New Zealand should be a breeding ground for players who have overcome green wickets, grey days and canny seamers who nibble it both way. And yet they were a middle order and even lower middle order batting dependent cricket culture. And because of that, I couldn’t just shake this off. I wanted to look closer.
And when I did, I didn’t really find answers. I still don’t understand why they don’t make better openers. But I found something better, incredible stories.
Mark Richardson took Sachin Tendulkar and Kapil Dev with his left-arm finger spin first class debut. Got the yips, left the game, remade himself as a middle-order batter, and then went on to be one of the most incredible openers his nation had had.
John Wright may still be the best long-term opener they had, and he wrote a weird book, glued gloves to his bat, and is now a country music singer. Glenn Turner and Stewie Dempster should have been all-time greats, but New Zealand had no professional system to support them. Bert Sutcliffe got hit in the head.
Then you have the family connection, the Rutherfords, Redmonds, Lathams, and so many more that were all related to each other. Honestly, this feels more like a family job than anything else.
There were only two Blairs to play at Test level, and both were NZ openers.
And there were incredible stories like Bert Vance’s 77 run over and everything that ever happened to Trevor Franklin. Not to forget the tortured soul of Lou Vincent.
By the time I worked through the list, I looked at each player’s story, and how it fit into the history of this list of players. What I realised more than anything is how many of them just went out there with no pedigree of scoring runs, with no hype, no expectations, and they were sent out there. At the other end were Hall and Griffiths, McGrath and Gillespie, Wasim and Waqar, Marshall and Holding, Pollock and Donald, Bumrah and Shami, Lillee and Thommo, Curtly and Courtney, Anderson and Broad, Steyn and Ntini, I mean, you get the idea.
Most of them might have made decent middle-order players, like Rutherford and Watling proved. But that’s where Crowe, Williamson, Jones, Cairns, Reid, Coney, Fleming, Vettori, Astle, McCullum, McMillan and Taylor batted. The openers were the afterthoughts, the add-ons and expendable assets. Sent out first to do nothing more than try to survive.
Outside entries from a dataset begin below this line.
impl SessionManager {
    /// Load the store and build a manager around it.
    ///
    /// Records whose blob the factory rejects are dropped with a warning.
    pub async fn open(
        factory: Arc<dyn ClientFactory>,
        store:   Arc<dyn CredentialStore>,
    ) -> Result<Self, GatewayError> {
        let loaded = store.load().await;
        let mut records = SessionMap::new();
        for (phone, record) in loaded {
            if let SessionRecord::Authenticated { session, .. } = &record {
                if let Err(e) = factory.validate_session(session.as_str()) {
                    tracing::warn!(%phone, "[manager] dropping stored session: {e}");
                    continue;
                }
            }
            records.insert(phone, record);
        }
        tracing::info!(
            "[manager] {} session record(s) loaded from {} store",
            records.len(),
            store.name(),
        );

        let shared = Shared { state: Mutex::new(State { records, ..State::default() }), ..Shared::default() };
        Ok(Self { factory, store, shared: Arc::new(shared), save_lock: AsyncMutex::new(()) })
    }

    // ── Helpers ────────────────────────────────────────────────────────────

    async fn lock_phone(&self, phone: &PhoneNumber) -> PhoneGuard {
        let lock = self.shared.locks().entry(phone.clone()).or_default().clone();
        PhoneGuard {
            guard:  Some(lock.lock_owned().await),
            phone:  phone.clone(),
            shared: self.shared.clone(),
        }
    }

    fn register(&self, phone: &PhoneNumber, client: Arc<dyn ProtocolClient>, stage: Stage) {
        let previous = self.shared.state().live.insert(phone.clone(), LiveClient { client, stage });
        if previous.is_some() {
            tracing::warn!(%phone, "[manager] replaced a live client that was still registered");
        }
    }

    fn live_client(&self, phone: &PhoneNumber, stage: Stage) -> Option<Arc<dyn ProtocolClient>> {
        self.shared
            .state()
            .live
            .get(phone)
            .filter(|l| l.stage == stage)
            .map(|l| l.client.clone())
    }

    fn set_stage(&self, phone: &PhoneNumber, stage: Stage) {
        if let Some(l) = self.shared.state().live.get_mut(phone) {
            l.stage = stage;
        }
    }

    /// Write the whole record map. A failure leaves memory as it is.
    async fn persist(&self) -> Result<(), GatewayError> {
        let _save = self.save_lock.lock().await;
        let snapshot = self.shared.state().records.clone();
        self.store.save(&snapshot).await.map_err(|e| {
            tracing::error!("[manager] failed to persist sessions: {e}");
            GatewayError::Persistence(e)
        })
    }

    /// Capture identity and credentials from a signed-in client and persist them.
    async fn complete(&self, phone: &PhoneNumber, client: &dyn ProtocolClient) -> Result<(), GatewayError> {
        let me      = client.get_me().await?;
        let session = client.export_session().await?;
        self.shared.state().records.insert(phone.clone(), SessionRecord::Authenticated {
            session,
            user_id:  me.user_id,
            username: me.username.clone(),
        });
        tracing::info!(%phone, user_id = me.user_id, state = "authenticated", "[manager] signed in");
        self.persist().await
    }

    // ── Auth flow ──────────────────────────────────────────────────────────

    /// Begin logging in `phone`.
    ///
    /// Short-circuits with [`StartOutcome::AlreadyAuthorized`] (no network
    /// call) when a completed record exists.
    pub async fn start_auth(
        &self,
        phone: &PhoneNumber,
        app:   &AppCredentials,
    ) -> Result<StartOutcome, GatewayError> {
        let _guard = self.lock_phone(phone).await;

        let authenticated = self
            .shared
            .state()
            .records
            .get(phone)
            .is_some_and(SessionRecord::is_authenticated);
        if authenticated {
            tracing::info!(%phone, "[manager] already authorized");
            return Ok(StartOutcome::AlreadyAuthorized);
        }

        self.shared.take_live(phone);
        let client = self.factory.create(phone, app, None).await?;

        if client.is_authorized().await? {
            tracing::info!(%phone, "[manager] remote side reports an authorized session");
            self.complete(phone, &*client).await?;
            return Ok(StartOutcome::AlreadyAuthorized);
        }

        let phone_code_hash = client.send_code(phone).await?;
        self.register(phone, client, Stage::PendingCode);
        self.shared.state().records.insert(phone.clone(), SessionRecord::Pending);
        tracing::info!(%phone, state = "pending_code", "[manager] login code sent");

        if let Err(e) = self.persist().await {
            self.shared.take_live(phone);
            return Err(e);
        }
        Ok(StartOutcome::CodeSent { phone_code_hash })
    }

    /// Submit the login code sent by [`SessionManager::start_auth`].
    pub async fn verify_code(
        &self,
        phone:           &PhoneNumber,
        code:            &str,
        phone_code_hash: &str,
    ) -> Result<CodeOutcome, GatewayError> {
        let code = validation::normalize_code(code)?;
        let phone_code_hash = phone_code_hash.trim();
        if phone_code_hash.is_empty() {
            return Err(ValidationError::Field("phone_code_hash must not be empty".into()).into());
        }

        let _guard = self.lock_phone(phone).await;
        let client = self
            .live_client(phone, Stage::PendingCode)
            .ok_or_else(|| GatewayError::NoActiveSession(phone.clone()))?;

        match client.sign_in(phone, phone_code_hash, &code).await {
            AuthOutcome::Success => {
                let result = self.complete(phone, &*client).await;
                self.shared.take_live(phone);
                result.map_err(|e| after_sign_in(phone, e)).map(|()| CodeOutcome::Success)
            }
            AuthOutcome::PasswordRequired => {
                self.set_stage(phone, Stage::PendingPassword);
                tracing::info!(%phone, state = "pending_password", "[manager] 2FA password required");
                Ok(CodeOutcome::PasswordRequired)
            }
            AuthOutcome::RateLimited { seconds } => {
                tracing::warn!(%phone, seconds, "[manager] rate limited during sign-in");
                Err(GatewayError::RateLimited { seconds })
            }
            AuthOutcome::InvalidCode => {
                self.shared.take_live(phone);
                tracing::info!(%phone, "[manager] invalid code, flow must restart");
                Err(GatewayError::InvalidCode(
                    "the code is wrong or expired, please request a new one".into(),
                ))
            }
            AuthOutcome::ConnectionError(msg) => {
                self.shared.take_live(phone);
                Err(GatewayError::ConnectionFailed(msg))
            }
            AuthOutcome::InvalidPassword => {
                self.shared.take_live(phone);
                Err(GatewayError::AuthenticationFailed("unexpected password rejection".into()))
            }
            AuthOutcome::Rejected(msg) => {
                self.shared.take_live(phone);
                Err(GatewayError::AuthenticationFailed(msg))
            }
        }
    }

    /// Submit the 2FA password after [`CodeOutcome::PasswordRequired`].
    ///
    /// Any failure ends the flow; the caller restarts from `start_auth`.
    pub async fn verify_password(&self, phone: &PhoneNumber, password: &str) -> Result<(), GatewayError> {
        if password.is_empty() {
            return Err(ValidationError::Field("password must not be empty".into()).into());
        }

        let _guard = self.lock_phone(phone).await;
        let client = self
            .live_client(phone, Stage::PendingPassword)
            .ok_or_else(|| GatewayError::NoActiveSession(phone.clone()))?;

        let outcome = client.check_password(password).await;
        if outcome == AuthOutcome::Success {
            let result = self.complete(phone, &*client).await;
            self.shared.take_live(phone);
            return result.map_err(|e| after_sign_in(phone, e));
        }

        self.shared.take_live(phone);
        tracing::info!(%phone, ?outcome, "[manager] password check failed, flow must restart");
        Err(match outcome {
            AuthOutcome::RateLimited { seconds } => GatewayError::RateLimited { seconds },
            AuthOutcome::ConnectionError(msg)    => GatewayError::ConnectionFailed(msg),
            AuthOutcome::InvalidPassword         => GatewayError::AuthenticationFailed("invalid password".into()),
            AuthOutcome::Rejected(msg)           => GatewayError::AuthenticationFailed(msg),
            other                                => GatewayError::AuthenticationFailed(format!("{other:?}")),
        })
    }

    // ── Query access ───────────────────────────────────────────────────────

    /// Connect a fresh client from the stored session.
    ///
    /// Any previous live client for `phone` is torn down first.
    pub async fn get_client(
        &self,
        phone: &PhoneNumber,
        app:   &AppCredentials,
    ) -> Result<ClientLease, GatewayError> {
        let guard = self.lock_phone(phone).await;

        let session = match self.shared.state().records.get(phone) {
            Some(SessionRecord::Authenticated { session, .. }) => session.clone(),
            _ => return Err(GatewayError::SessionNotFound(phone.clone())),
        };

        self.shared.take_live(phone);
        let client = self.factory.create(phone, app, Some(&session)).await?;
        self.register(phone, client.clone(), Stage::Leased);
        tracing::debug!(%phone, "[manager] client leased");

        Ok(ClientLease { phone: phone.clone(), client, shared: self.shared.clone(), _guard: guard })
    }

    pub async fn account_info(
        &self,
        phone: &PhoneNumber,
        app:   &AppCredentials,
    ) -> Result<AccountInfo, GatewayError> {
        let lease = self.get_client(phone, app).await?;
        let me    = lease.client().get_me().await?;
        Ok(AccountInfo {
            phone_number:  phone.clone(),
            user_id:       me.user_id,
            username:      me.username,
            is_authorized: true,
        })
    }

    // ── Records ────────────────────────────────────────────────────────────

    /// Delete the stored record for `phone` and close its live client.
    pub async fn remove_session(&self, phone: &PhoneNumber) -> Result<(), GatewayError> {
        let _guard = self.lock_phone(phone).await;

        if self.shared.state().records.remove(phone).is_none() {
            return Err(GatewayError::SessionNotFound(phone.clone()));
        }
        self.shared.take_live(phone);
        tracing::info!(%phone, state = "no_session", "[manager] session removed");
        self.persist().await
    }

    /// Completed sessions only; pending records are never listed.
    pub fn list_sessions(&self) -> Vec<SessionInfo> {
        self.shared
            .state()
            .records
            .iter()
            .filter_map(|(phone, r)| match r {
                SessionRecord::Authenticated { user_id, username, .. } => Some(SessionInfo {
                    phone_number: phone.clone(),
                    user_id:      *user_id,
                    username:     username.clone(),
                }),
                SessionRecord::Pending => None,
            })
            .collect()
    }

    pub fn session_state(&self, phone: &PhoneNumber) -> AuthState {
        let state = self.shared.state();
        match state.live.get(phone).map(|l| l.stage) {
            Some(Stage::PendingCode)     => return AuthState::PendingCode,
            Some(Stage::PendingPassword) => return AuthState::PendingPassword,
            Some(Stage::Leased) | None   => {}
        }
        match state.records.get(phone) {
            Some(SessionRecord::Authenticated { .. }) => AuthState::Authenticated,
            Some(SessionRecord::Pending) | None       => AuthState::NoSession,
        }
    }

    /// Number of live clients currently registered.
    pub fn live_clients(&self) -> usize {
        self.shared.state().live.len()
    }

    /// Number of phone numbers whose lock is held or awaited right now.
    pub fn locked_phones(&self) -> usize {
        self.shared.locks().len()
    }

    /// Tear down every live client.
    pub fn shutdown(&self) {
        let drained: Vec<_> = self.shared.state().live.drain().collect();
        tracing::info!("[manager] shutdown: closed {} live client(s)", drained.len());
    }
}
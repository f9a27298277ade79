//! `GatewayError` → HTTP response mapping.
//!
//! Every failure leaves the server as `{"detail": "<message>"}` with a stable
//! status code. Internal failures carry a generic message; their detail is
//! only logged.

use axum::Json;
use axum::extract::rejection::{JsonRejection, QueryRejection};
use axum::http::{HeaderValue, StatusCode, header};
use axum::response::{IntoResponse, Response};
use layer_gateway::{ErrorKind, GatewayError, ValidationError};
use serde::Serialize;

#[derive(Debug)]
pub struct ApiError {
    status:      StatusCode,
    detail:      String,
    retry_after: Option<u64>,
}

#[derive(Serialize)]
struct ErrorBody<'a> {
    detail: &'a str,
}

impl ApiError {
    pub fn bad_request(detail: impl Into<String>) -> Self {
        Self { status: StatusCode::BAD_REQUEST, detail: detail.into(), retry_after: None }
    }

    pub fn status(&self) -> StatusCode {
        self.status
    }
}

fn status_for(kind: ErrorKind) -> StatusCode {
    match kind {
        ErrorKind::BadRequest  => StatusCode::BAD_REQUEST,
        ErrorKind::NotFound    => StatusCode::NOT_FOUND,
        ErrorKind::RateLimited => StatusCode::TOO_MANY_REQUESTS,
        ErrorKind::Internal    => StatusCode::INTERNAL_SERVER_ERROR,
    }
}

impl From<GatewayError> for ApiError {
    fn from(e: GatewayError) -> Self {
        let status = status_for(e.kind());
        if status.is_server_error() {
            tracing::error!("[api] {e}");
        } else {
            tracing::debug!("[api] {status}: {e}");
        }
        Self { status, detail: e.public_message(), retry_after: e.retry_after() }
    }
}

impl From<ValidationError> for ApiError {
    fn from(e: ValidationError) -> Self {
        GatewayError::from(e).into()
    }
}

impl From<JsonRejection> for ApiError {
    fn from(r: JsonRejection) -> Self {
        // Malformed field values are plain bad input here, not 422.
        let status = match r.status() {
            StatusCode::UNPROCESSABLE_ENTITY => StatusCode::BAD_REQUEST,
            other                            => other,
        };
        Self { status, detail: r.body_text(), retry_after: None }
    }
}

impl From<QueryRejection> for ApiError {
    fn from(r: QueryRejection) -> Self {
        Self::bad_request(r.body_text())
    }
}

impl IntoResponse for ApiError {
    fn into_response(self) -> Response {
        let mut res = (self.status, Json(ErrorBody { detail: &self.detail })).into_response();
        if let Some(seconds) = self.retry_after {
            res.headers_mut().insert(header::RETRY_AFTER, HeaderValue::from(seconds));
        }
        res
    }
}

// ─── Tests ────────────────────────────────────────────────────────────────────
//! # layer-gateway
//!
//! Multi-account session lifecycle for Telegram REST gateways, built on
//! [`layer_client`].
//!
//! ## Features
//! - Three-step login state machine: phone → code → optional 2FA password
//! - One live client per phone number, torn down on every exit path
//! - Durable credential store (JSON file, atomic rewrite, legacy migration)
//! - Opaque session blobs validated against the layer-client session format
//! - Contact search, global chat/message search with deep links
//! - Batched message forwarding with per-message correlation ids
//!
//! ## Flow
//!
//! ```rust,no_run
//! # async fn f() -> Result<(), layer_gateway::GatewayError> {
//! use std::sync::Arc;
//! use layer_gateway::{
//!     AppCredentials, CodeOutcome, JsonFileStore, LayerClientFactory, PhoneNumber,
//!     SessionManager, StartOutcome,
//! };
//!
//! let app     = AppCredentials::new(12345, "0123456789abcdef");
//! let manager = SessionManager::open(
//!     Arc::new(LayerClientFactory::default()),
//!     Arc::new(JsonFileStore::new("sessions/sessions.json")),
//! ).await?;
//!
//! let phone = PhoneNumber::parse("+1 555-123-4567")?;
//! if let StartOutcome::CodeSent { phone_code_hash } = manager.start_auth(&phone, &app).await? {
//!     match manager.verify_code(&phone, "12345", &phone_code_hash).await? {
//!         CodeOutcome::Success          => {}
//!         CodeOutcome::PasswordRequired => { manager.verify_password(&phone, "hunter2").await?; }
//!     }
//! }
//!
//! let lease = manager.get_client(&phone, &app).await?;
//! let me    = lease.client().get_me().await?;
//! println!("signed in as {}", me.user_id);
//! # Ok(()) }
//! ```

#![deny(unsafe_code)]

pub mod errors;
pub mod forward;
pub mod links;
pub mod manager;
pub mod phone;
pub mod protocol;
pub mod search;
pub mod store;
pub mod telegram;
pub mod validation;

#[cfg(any(test, feature = "test-util"))]
pub mod testing;

pub use errors::{ErrorKind, GatewayError, ProtocolError, StoreError, ValidationError};
pub use manager::{
    AccountInfo, AuthState, ClientLease, CodeOutcome, SessionInfo, SessionManager, StartOutcome,
};
pub use phone::PhoneNumber;
pub use protocol::{
    AppCredentials, AuthOutcome, ChatKind, ChatRef, ClientFactory, ForwardBatch, GlobalSearchPage,
    Identity, ProtocolClient, RemoteChat, RemoteMessage, RemoteUser,
};
pub use store::{CredentialStore, InMemoryStore, JsonFileStore, SessionBlob, SessionMap, SessionRecord};
pub use telegram::LayerClientFactory;
//! Batched message forwarding.
//!
//! A [`ForwardRequest`] names its messages by id, by public link, or both;
//! [`plan_forward`] turns it into a single-chat [`ForwardPlan`] without any
//! network access, and [`forward_messages`] runs the plan as one
//! `messages.forwardMessages` call.

use std::collections::HashSet;

use rand::Rng;
use serde::Deserialize;

use crate::errors::{GatewayError, ValidationError};
use crate::phone::PhoneNumber;
use crate::protocol::{ChatRef, ForwardBatch, ProtocolClient};
use crate::validation;

/// Telegram accepts at most this many messages per forward call.
pub const MAX_BATCH: usize = 100;

// ─── Request ──────────────────────────────────────────────────────────────────

/// Where the messages come from.
#[derive(Clone, Debug, PartialEq, Eq, Deserialize)]
#[serde(untagged)]
pub enum SourceChat {
    Id(i64),
    /// Username (`"durov"`, `"@durov"`) or numeric string.
    Name(String),
    /// Public message links; the chat is taken from the links.
    Links(Vec<String>),
}

#[derive(Clone, Debug, PartialEq, Eq, Deserialize)]
#[serde(untagged)]
pub enum ChatTarget {
    Id(i64),
    Name(String),
}

impl From<&ChatTarget> for ChatRef {
    fn from(t: &ChatTarget) -> Self {
        match t {
            ChatTarget::Id(id)   => ChatRef::Id(*id),
            ChatTarget::Name(s)  => ChatRef::parse(s),
        }
    }
}

#[derive(Clone, Debug, Deserialize)]
pub struct ForwardRequest {
    pub source_phone:             PhoneNumber,
    pub source_chat:              SourceChat,
    pub destination_chat:         ChatTarget,
    #[serde(default)]
    pub message_ids:              Option<Vec<i32>>,
    #[serde(default)]
    pub message_links:            Option<Vec<String>>,
    #[serde(default)]
    pub remove_sender_info:       bool,
    #[serde(default)]
    pub remove_captions:          bool,
    #[serde(default)]
    pub prevent_further_forwards: bool,
    #[serde(default)]
    pub silent:                   bool,
}

/// A validated forward: one source chat, one destination, ids in order.
#[derive(Clone, Debug, PartialEq, Eq)]
pub struct ForwardPlan {
    pub from:          ChatRef,
    pub to:            ChatRef,
    pub message_ids:   Vec<i32>,
    pub drop_author:   bool,
    pub drop_captions: bool,
    pub noforwards:    bool,
    pub silent:        bool,
}

fn same_chat_error() -> ValidationError {
    ValidationError::Field("All messages must be from the same chat".into())
}

/// Merge explicit ids with ids parsed from links and settle the source chat.
pub fn plan_forward(req: &ForwardRequest) -> Result<ForwardPlan, ValidationError> {
    let (explicit, source_links): (Option<ChatRef>, &[String]) = match &req.source_chat {
        SourceChat::Id(id)      => (Some(ChatRef::Id(*id)), &[]),
        SourceChat::Name(name)  => (Some(ChatRef::parse(name)), &[]),
        SourceChat::Links(list) => (None, list.as_slice()),
    };

    let mut message_ids = req.message_ids.clone().unwrap_or_default();
    let mut link_chat: Option<String> = None;

    let links = source_links.iter().chain(req.message_links.iter().flatten());
    for raw in links {
        let link = validation::parse_message_link(raw)?;
        match (&explicit, &link_chat) {
            (Some(ChatRef::Username(u)), _) if !u.eq_ignore_ascii_case(&link.username) => {
                return Err(same_chat_error());
            }
            (Some(ChatRef::Id(_)), _) => {
                return Err(ValidationError::Field(
                    "message links cannot be combined with a numeric source_chat".into(),
                ));
            }
            (None, Some(prev)) if !prev.eq_ignore_ascii_case(&link.username) => {
                return Err(same_chat_error());
            }
            _ => {}
        }
        link_chat.get_or_insert(link.username);
        message_ids.push(link.message_id);
    }

    if message_ids.is_empty() {
        return Err(ValidationError::Field("No messages to forward provided".into()));
    }
    if message_ids.len() > MAX_BATCH {
        return Err(ValidationError::Field(format!("at most {MAX_BATCH} messages can be forwarded at once")));
    }
    if let Some(bad) = message_ids.iter().find(|id| **id <= 0) {
        return Err(ValidationError::Field(format!("invalid message id {bad}")));
    }

    let from = explicit
        .or_else(|| link_chat.map(ChatRef::Username))
        .ok_or_else(|| ValidationError::Field("source_chat is missing".into()))?;

    Ok(ForwardPlan {
        from,
        to:            ChatRef::from(&req.destination_chat),
        message_ids,
        drop_author:   req.remove_sender_info,
        drop_captions: req.remove_captions,
        noforwards:    req.prevent_further_forwards,
        silent:        req.silent,
    })
}

// ─── Execution ────────────────────────────────────────────────────────────────

/// `n` distinct, non-zero random ids.
pub fn correlation_ids(n: usize) -> Vec<i64> {
    let mut rng  = rand::thread_rng();
    let mut seen = HashSet::with_capacity(n);
    let mut ids  = Vec::with_capacity(n);
    while ids.len() < n {
        let id: i64 = rng.r#gen();
        if id != 0 && seen.insert(id) {
            ids.push(id);
        }
    }
    ids
}

/// Join both chats (best effort), then forward the whole plan in one call.
///
/// Returns the ids of the new messages; zero new messages is
/// [`GatewayError::NotFound`].
pub async fn forward_messages(
    client: &dyn ProtocolClient,
    plan:   &ForwardPlan,
) -> Result<Vec<i32>, GatewayError> {
    for chat in [&plan.from, &plan.to] {
        if let Err(e) = client.join_chat(chat).await {
            tracing::warn!("[forward] failed to join {chat}: {e}");
        }
    }

    let batch = ForwardBatch {
        from:          plan.from.clone(),
        to:            plan.to.clone(),
        message_ids:   plan.message_ids.clone(),
        random_ids:    correlation_ids(plan.message_ids.len()),
        drop_author:   plan.drop_author,
        drop_captions: plan.drop_captions,
        noforwards:    plan.noforwards,
        silent:        plan.silent,
    };
    let forwarded = client.forward_messages(&batch).await?;

    if forwarded.is_empty() {
        tracing::warn!("[forward] {} → {}: nothing was forwarded", plan.from, plan.to);
        return Err(GatewayError::NotFound("No messages were forwarded successfully".into()));
    }
    tracing::info!("[forward] {} → {}: {} message(s)", plan.from, plan.to, forwarded.len());
    Ok(forwarded)
}

// ─── Tests ────────────────────────────────────────────────────────────────────

#[cfg(test)]
mod tests {
    use super::*;
    use crate::protocol::{AppCredentials, ClientFactory};
    use crate::testing::{FakeBehavior, FakeFactory};
    use crate::ProtocolError;

    fn request(json: serde_json::Value) -> ForwardRequest {
        serde_json::from_value(json).unwrap()
    }

    #[test]
    fn ids_and_links_merge() {
        let req = request(serde_json::json!({
            "source_phone": "+15551234567",
            "source_chat": "@durov",
            "destination_chat": -1001234567890i64,
            "message_ids": [1, 2],
            "message_links": ["https://t.me/durov/3"],
            "silent": true,
        }));
        let plan = plan_forward(&req).unwrap();
        assert_eq!(plan.from, ChatRef::Username("durov".into()));
        assert_eq!(plan.to, ChatRef::Id(-1001234567890));
        assert_eq!(plan.message_ids, vec![1, 2, 3]);
        assert!(plan.silent);
        assert!(!plan.drop_author);
    }

    #[test]
    fn links_as_source_chat() {
        let req = request(serde_json::json!({
            "source_phone": 15551234567u64,
            "source_chat": ["https://t.me/news/10", "t.me/news/11"],
            "destination_chat": "me_chat",
        }));
        let plan = plan_forward(&req).unwrap();
        assert_eq!(plan.from, ChatRef::Username("news".into()));
        assert_eq!(plan.message_ids, vec![10, 11]);
    }

    #[test]
    fn mixed_chats_are_rejected() {
        let mixed = request(serde_json::json!({
            "source_phone": "+15551234567",
            "source_chat": ["https://t.me/a/1", "https://t.me/b/2"],
            "destination_chat": "x",
        }));
        assert_eq!(plan_forward(&mixed), Err(same_chat_error()));

        let mismatch = request(serde_json::json!({
            "source_phone": "+15551234567",
            "source_chat": "a",
            "destination_chat": "x",
            "message_links": ["https://t.me/b/2"],
        }));
        assert_eq!(plan_forward(&mismatch), Err(same_chat_error()));
    }

    #[test]
    fn nothing_to_forward() {
        let req = request(serde_json::json!({
            "source_phone": "+15551234567",
            "source_chat": "a",
            "destination_chat": "x",
        }));
        assert!(plan_forward(&req).is_err());

        let bad_link = request(serde_json::json!({
            "source_phone": "+15551234567",
            "source_chat": "a",
            "destination_chat": "x",
            "message_links": ["https://t.me/a"],
        }));
        assert!(matches!(plan_forward(&bad_link), Err(ValidationError::MessageLink(_))));
    }

    #[test]
    fn correlation_ids_are_distinct_and_non_zero() {
        let ids = correlation_ids(50);
        assert_eq!(ids.len(), 50);
        assert!(ids.iter().all(|id| *id != 0));
        assert_eq!(ids.iter().collect::<HashSet<_>>().len(), 50);
    }

    async fn run(behavior: FakeBehavior, ids: Vec<i32>) -> (Result<Vec<i32>, GatewayError>, FakeFactory) {
        let factory = FakeFactory::new(behavior);
        let phone   = PhoneNumber::parse("+15551234567").unwrap();
        let client  = factory
            .create(&phone, &AppCredentials::new(1, "x"), Some(&FakeFactory::blob_for(1)))
            .await
            .unwrap();
        let plan = ForwardPlan {
            from:          ChatRef::Username("src".into()),
            to:            ChatRef::Id(-100),
            message_ids:   ids,
            drop_author:   true,
            drop_captions: false,
            noforwards:    false,
            silent:        false,
        };
        (forward_messages(&*client, &plan).await, factory)
    }

    #[tokio::test]
    async fn one_random_id_per_message() {
        let (res, factory) = run(FakeBehavior::default(), vec![5, 6, 7]).await;
        assert_eq!(res.unwrap(), vec![1000, 1001, 1002]);

        let batches = factory.forwarded();
        assert_eq!(batches.len(), 1);
        assert_eq!(batches[0].message_ids, vec![5, 6, 7]);
        assert_eq!(batches[0].random_ids.len(), 3);
        assert!(batches[0].drop_author);
        assert_eq!(factory.joined(), vec![ChatRef::Username("src".into()), ChatRef::Id(-100)]);
    }

    #[tokio::test]
    async fn zero_forwarded_is_not_found() {
        let behavior = FakeBehavior { forward_result: Some(Vec::new()), ..FakeBehavior::default() };
        let (res, _) = run(behavior, vec![5]).await;
        assert!(matches!(res, Err(GatewayError::NotFound(_))));
    }

    #[tokio::test]
    async fn join_failures_are_not_fatal() {
        let behavior = FakeBehavior {
            join_error: Some(ProtocolError::Rejected { code: 400, name: "CHANNEL_PRIVATE".into() }),
            ..FakeBehavior::default()
        };
        let (res, _) = run(behavior, vec![5]).await;
        assert_eq!(res.unwrap(), vec![1000]);
    }
}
I didn’t see all this at first with that conversation with George. Then it was just a list; now it is a collection of stories from the frontline of New Zealand openers. The men who did the job because someone had to.
Below is the entire series. If you love cricket tales, you won’t get many better than this lot.
And just a special thank you to Arya Yuyutsu and his team at 42. This isn’t really a YouTube video series, this is more like a documentary. And for them to be able to create something of this quality without talking heads, or rights, is just incredible. The animation at the end of part three is just incredible, where they had to recreate an innings we have no footage of and a train crash.
They did these players justice. And I hope I did too.